À la mi-journée, lundi 15 décembre, ils étaient une centaine à partager quelques vivres autour d’une table pliante pour tenir l’autoroute, complètement fermée à la circulation depuis trois jours. Au même moment, des délégués de la Confédération paysanne étaient reçus à la préfecture de Pau et un rassemblement s’y tenait en soutien.

« Dans l’inconscient, les images venues d’Ariège [des affrontements entre gendarmes et agriculteurs devant une exploitation menacée d’un abattage total] ont déclenché beaucoup de choses », affirme Thierry Léon, agriculteur et président de la CR 64, qui ne cache pas sa colère, notamment dirigée contre la ministre de l’Agriculture, Annie Genevard, dont il demande la tête : « Elle ment, elle dit que c’est sous contrôle alors qu’un nouveau cas vient d’être confirmé dans l’Aude ! Elle n’est plus crédible. »

Quant à l’alliance de circonstance avec ELB, il n’en fait pas un sujet : « Ce sont nos voisins, on se parle et heureusement. On a débattu de nos différences, elles ne sont pas si grandes que cela. »

Même son de cloche de l’autre côté de la table, où Sallato Estebe, éleveur à la tête d’un troupeau de 56 vaches de la race blonde d’Aquitaine et adhérent au syndicat ELB, devise avec un ami. « On a la même ligne : celle de pouvoir continuer à vivre avec nos troupeaux. Là, on ne s’en prend pas à notre façon de travailler — en bio ou en conventionnel, en intensif ou en extensif — on s’en prend à notre outil de travail ! »

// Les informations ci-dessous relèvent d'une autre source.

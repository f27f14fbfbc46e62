//! Local response normalization for CUDA runtime
use crate::error::Result;
use crate::ops::common::validate_lrn_backward;
use crate::ops::{ChannelGeometry, LrnContext, LrnOps, LrnParams, WindowSumAlgorithm};
use crate::runtime::cuda::kernels::{
    launch_lrn_backward, launch_lrn_backward_summand, launch_lrn_forward, launch_lrn_square,
    launch_lrn_window_sum,
};
use crate::runtime::cuda::{CudaClient, CudaRuntime};
use crate::runtime::{Device, require_contiguous, require_storage_len};
use crate::tensor::Tensor;

impl LrnOps<CudaRuntime> for CudaClient {
    fn lrn_window_sum(
        &self,
        input: &Tensor<CudaRuntime>,
        n: usize,
    ) -> Result<Tensor<CudaRuntime>> {
        let geom = ChannelGeometry::from_shape(input.shape())?;
        require_contiguous(input)?;
        require_storage_len(input)?;
        log::debug!(
            "lrn_window_sum: shape={:?} n={} algorithm=streaming device={}",
            input.shape(),
            n,
            self.device.name()
        );

        let out = Tensor::<CudaRuntime>::try_empty(input.shape(), &self.device)?;
        unsafe {
            launch_lrn_window_sum(
                &self.context,
                &self.stream,
                self.device.index,
                input.storage().ptr(),
                out.storage().ptr(),
                geom,
                n,
            )?;
        }
        Ok(out)
    }

    fn lrn_forward(
        &self,
        x: &Tensor<CudaRuntime>,
        params: &LrnParams,
    ) -> Result<(Tensor<CudaRuntime>, LrnContext<CudaRuntime>)> {
        let geom = ChannelGeometry::from_shape(x.shape())?;
        require_contiguous(x)?;
        require_storage_len(x)?;
        log::debug!(
            "lrn_forward: shape={:?} n={} algorithm=streaming device={}",
            x.shape(),
            params.n,
            self.device.name()
        );

        let len = x.numel();
        let y = Tensor::<CudaRuntime>::try_empty(x.shape(), &self.device)?;
        let scale = Tensor::<CudaRuntime>::try_empty(x.shape(), &self.device)?;

        let x_ptr = x.storage().ptr();
        let y_ptr = y.storage().ptr();
        let scale_ptr = scale.storage().ptr();

        unsafe {
            // y holds x^2 until lrn_forward_f32 overwrites it
            launch_lrn_square(&self.context, &self.stream, self.device.index, x_ptr, y_ptr, len)?;
            launch_lrn_window_sum(
                &self.context,
                &self.stream,
                self.device.index,
                y_ptr,
                scale_ptr,
                geom,
                params.n,
            )?;
            launch_lrn_forward(
                &self.context,
                &self.stream,
                self.device.index,
                x_ptr,
                scale_ptr,
                y_ptr,
                len,
                params.k,
                params.alpha,
                params.beta,
            )?;
        }

        // The device only implements the streaming window sum
        let ctx = LrnContext::new(scale, y.clone(), *params, WindowSumAlgorithm::Streaming);
        Ok((y, ctx))
    }

    fn lrn_backward(
        &self,
        ctx: &LrnContext<CudaRuntime>,
        x: &Tensor<CudaRuntime>,
        grad_y: &Tensor<CudaRuntime>,
    ) -> Result<Tensor<CudaRuntime>> {
        let geom = validate_lrn_backward(ctx, x, grad_y)?;
        let params = ctx.params();
        log::debug!(
            "lrn_backward: shape={:?} n={} algorithm=streaming device={}",
            x.shape(),
            params.n,
            self.device.name()
        );

        let len = x.numel();
        let summand = Tensor::<CudaRuntime>::try_empty(x.shape(), &self.device)?;
        let grad_x = Tensor::<CudaRuntime>::try_empty(x.shape(), &self.device)?;

        let summand_ptr = summand.storage().ptr();
        let gx_ptr = grad_x.storage().ptr();
        let scale_ptr = ctx.scale().storage().ptr();

        unsafe {
            launch_lrn_backward_summand(
                &self.context,
                &self.stream,
                self.device.index,
                ctx.output().storage().ptr(),
                grad_y.storage().ptr(),
                scale_ptr,
                summand_ptr,
                len,
            )?;
            launch_lrn_window_sum(
                &self.context,
                &self.stream,
                self.device.index,
                summand_ptr,
                gx_ptr,
                geom,
                params.n,
            )?;
            launch_lrn_backward(
                &self.context,
                &self.stream,
                self.device.index,
                x.storage().ptr(),
                grad_y.storage().ptr(),
                scale_ptr,
                gx_ptr,
                len,
                params.beta,
                params.grad_coeff(),
            )?;
        }

        Ok(grad_x)
    }
}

Les directions nationales plus prudentes

Si, à Urt, l’alliance fait consensus, le sujet est plus houleux ailleurs. Certes, les deux syndicats sont sur une ligne commune pour la DNC — en demandant la fin de l’abattage systématique des troupeaux — et cette position a mené à des alliances locales. Mais l’union est plus timide au niveau national. « Ce n’est pas une convergence idéologique, la liste de nos désaccords est trop longue sur tous les autres sujets, comme l’a montré la loi Duplomb », rappelle Stéphane Galais, porte-parole de la Confédération paysanne.

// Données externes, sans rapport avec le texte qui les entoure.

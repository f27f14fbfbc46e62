//! CUDA Client implementation
//!
//! `CudaClient` is `Clone` and can be shared across threads. The underlying
//! CUDA context and stream are reference-counted via `Arc`.

use cudarc::driver::safe::{CudaContext, CudaStream};
use std::sync::Arc;

use super::CudaRuntime;
use super::device::{CudaDevice, CudaError};
use crate::runtime::RuntimeClient;

/// CUDA Runtime Client
///
/// Owns the CUDA context and the stream every LRN kernel launches on.
/// Launches on one client are ordered; results are visible to the host after
/// a copy back (which synchronizes) or [`RuntimeClient::synchronize`].
#[derive(Clone)]
pub struct CudaClient {
    /// GPU device index
    pub(crate) device: CudaDevice,

    /// CUDA context for this device
    pub(crate) context: Arc<CudaContext>,

    /// Stream on which all kernels launch
    pub(crate) stream: Arc<CudaStream>,
}

impl std::fmt::Debug for CudaClient {
    fn fmt(&self, f: &mut std::fmt::Formatter<'_>) -> std::fmt::Result {
        f.debug_struct("CudaClient")
            .field("device", &self.device)
            .finish_non_exhaustive()
    }
}

impl CudaClient {
    /// Create a new CUDA client for a device.
    ///
    /// # Errors
    ///
    /// Returns an error if context creation, binding or stream creation fails
    /// (e.g. an invalid device index).
    pub fn new(device: CudaDevice) -> Result<Self, CudaError> {
        let context = CudaContext::new(device.index).map_err(|e| {
            CudaError::ContextError(format!(
                "Failed to create CUDA context for device {}: {:?}",
                device.index, e
            ))
        })?;

        context.bind_to_thread().map_err(|e| {
            CudaError::ContextError(format!("Failed to bind CUDA context to thread: {:?}", e))
        })?;

        let stream = context.new_stream().map_err(|e| {
            CudaError::ContextError(format!("Failed to create CUDA stream: {:?}", e))
        })?;

        log::debug!("created CUDA client for device {}", device.index);

        Ok(Self {
            device,
            context,
            stream,
        })
    }

    /// Get reference to the CUDA stream.
    #[inline]
    pub fn stream(&self) -> &CudaStream {
        &self.stream
    }

    /// Get reference to the CUDA context.
    #[inline]
    pub fn context(&self) -> &Arc<CudaContext> {
        &self.context
    }
}

impl RuntimeClient<CudaRuntime> for CudaClient {
    fn device(&self) -> &CudaDevice {
        &self.device
    }

    fn synchronize(&self) {
        if let Err(e) = self.stream.synchronize() {
            log::warn!("CUDA stream synchronization failed: {:?}", e);
        }
    }
}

Même prudence du côté de la direction nationale de la CR, laquelle refuse « d’être associée à des dérapages d’extrême gauche ». En Ariège et dans le Gers, des communiqués communs ont néanmoins été signés pour demander la mise en place d’un autre protocole.

Pour tenter de calmer la colère des agriculteurs et d’endiguer la crise, la ministre de l’Agriculture, Annie Genevard, s’est rendue dans l’après-midi du 15 décembre en Haute-Garonne « afin de lancer la campagne de vaccination » de 1 million de bêtes. « La discussion est ouverte » sur une éventuelle suspension des abattages systématiques des troupeaux de bovins contaminés, a fait savoir la ministre aux agriculteurs.

Les convergences locales peuvent-elles infléchir la position nationale ? Sallato Estebe espère que la lutte continue sur le terrain et « que les politiques restent en dehors. On est là pour défendre un métier ». Ce qu’il redoute le plus ? Voir une étable vide en cette période de Noël.